ABOUT THIS TASK: All records must be restated word for word.

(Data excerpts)
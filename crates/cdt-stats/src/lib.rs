#![deny(missing_docs)]
#![doc = "Estimators for CDT Monte Carlo output: observable reduction, autocorrelation, parametric fits and batched errors."]

/// Autocovariance and autocorrelation estimators.
pub mod autocov;
/// Batched mean and standard error with an independence check.
pub mod batch;
/// Levenberg-Marquardt fits of the equilibration, decay and power-law models.
pub mod fit;
/// Quantities derived from fitted and batched estimates.
pub mod physics;
/// Reduction of raw run matrices to scalar series.
pub mod reduce;
mod solver;

pub use autocov::{
    autocorrelation_at, autocovariance, correlation_time, first_crossing,
    mean_slice_autocorrelation, slice_autocovariance, AutocorrelationProfile,
    AutocovMode, AutocovarianceProfile, LagSampling,
};
pub use batch::{
    aggregate, batch_estimate, batch_profile, batch_runs, independence_check, BatchedEstimate,
    BatchedProfile, NonIndependentBatchesWarning,
};
pub use fit::{
    fit_correlation_time, fit_equilibration, fit_power_law, fit_power_law_origin,
    CorrelationFit, EquilibrationFit, FitDiagnostics, FitOpts, PowerLawFit,
};
pub use physics::cosmological_constant;
pub use reduce::{reduce, reduce_after, ReductionRule};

RESPONSE FOR THIS EXERCISE:
filename crates/cdt-stats/src/lib.rs
#![deny(missing_docs)]
#![doc = "Estimators for CDT Monte Carlo output: observable reduction, autocorrelation, parametric fits and batched errors."]

/// Autocovariance and autocorrelation estimators.
pub mod autocov;
/// Batched mean and standard error with an independence check.
pub mod batch;
/// Levenberg-Marquardt fits of the equilibration, decay and power-law models.
pub mod fit;
/// Quantities derived from fitted and batched estimates.
pub mod physics;
/// Reduction of raw run matrices to scalar series.
pub mod reduce;
mod solver;

pub use autocov::{
    autocorrelation_at, autocovariance, correlation_time, first_crossing,
    mean_slice_autocorrelation, slice_autocovariance, AutocorrelationProfile,
    AutocovMode, AutocovarianceProfile, LagSampling,
};
pub use batch::{
    aggregate, batch_estimate, batch_profile, batch_runs, independence_check, BatchedEstimate,
    BatchedProfile, NonIndependentBatchesWarning,
};
pub use fit::{
    fit_correlation_time, fit_equilibration, fit_power_law, fit_power_law_origin,
    CorrelationFit, EquilibrationFit, FitDiagnostics, FitOpts, PowerLawFit,
};
pub use physics::cosmological_constant;
pub use reduce::{reduce, reduce_after, ReductionRule};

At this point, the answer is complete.